→ **To do**: Starting at the line that contains "fn zero_rate(&self, t: Time) -> Rate;", transcribe each line exactly through the last line of the data. Include nothing else.

→ **Input**:

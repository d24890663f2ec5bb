//! Runtime message translation.
//!
//! This module provides section-scoped dictionaries, parameter and argument
//! interpolation, and filter chains for per-language translators.
//!
//! # Architecture
//!
//! - `translator`: Per-language `Translator` (lookup, interpolation, filters)
//! - `factory`: `TranslatorFactory` building translators from loaded sections
//! - `loader`: `TranslatesLoader` trait plus in-memory and JSON directory loaders
//! - `format`: printf-style positional formatting
//! - `validator`: Dictionary completeness and placeholder checks
//! - `metrics`: Lookup hit/miss counters
//! - `error`: Error types
//!
//! # Example
//!
//! ```rust,ignore
//! use section_translator::i18n::{Args, MemoryLoader, TranslatorFactory};
//!
//! let loader = MemoryLoader::new().with_section("common", "en", [("greet", "Hello, {name}!")]);
//! let mut factory = TranslatorFactory::new(loader);
//! factory.default_sections.push("common".to_string());
//!
//! let translator = factory.create("en", &[])?;
//! let text = translator.translate("greet", Some(&Args::named([("name", "Ann")])))?;
//! ```

mod error;
mod factory;
mod format;
mod loader;
mod metrics;
mod translator;
mod validator;

pub use error::{FormatError, LoadError, TranslateError};
pub use factory::{DefaultLangStrategy, TranslatorFactory};
pub use format::{sprintf, FormatArg};
pub use loader::{JsonDirLoader, MemoryLoader, TranslatesLoader};
pub use metrics::{LookupMetrics, MetricsReport};
pub use translator::{Args, Dictionary, Filter, MessageTranslator, Parameters, Translator};
pub use validator::{DictionaryValidator, ValidationReport};
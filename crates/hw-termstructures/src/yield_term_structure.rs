//! `YieldTermStructure` — the curve interface seen by models and engines.
//!
//! A curve is described by its continuously-compounded zero yield `y(t)` and
//! the derivative `y'(t)`. Discount factors follow from the yield as
//! `P(0,t) = exp(−y(t)·t)`.

use hw_core::{DiscountFactor, Rate, Real, Time};

/// A yield (interest-rate) term structure.
///
/// Implementations must be immutable once built and safe to share between
/// simulation workers.
pub trait YieldTermStructure: std::fmt::Debug + Send + Sync {
    /// Continuously-compounded zero yield `y(t)`.
    fn zero_rate(&self, t: Time) -> Rate;

    /// First derivative `dy/dt` of the zero yield.
    fn zero_rate_derivative(&self, t: Time) -> Real;

    /// Discount factor `P(0,t) = exp(−y(t)·t)`.
    fn discount(&self, t: Time) -> DiscountFactor {
        if t == 0.0 {
            return 1.0;
        }
        (-self.zero_rate(t) * t).exp()
    }
}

→ **Exercise solution**:
    fn zero_rate(&self, t: Time) -> Rate;

    /// First derivative `dy/dt` of the zero yield.
    fn zero_rate_derivative(&self, t: Time) -> Real;

    /// Discount factor `P(0,t) = exp(−y(t)·t)`.
    fn discount(&self, t: Time) -> DiscountFactor {
        if t == 0.0 {
            return 1.0;
        }
        (-self.zero_rate(t) * t).exp()
    }
}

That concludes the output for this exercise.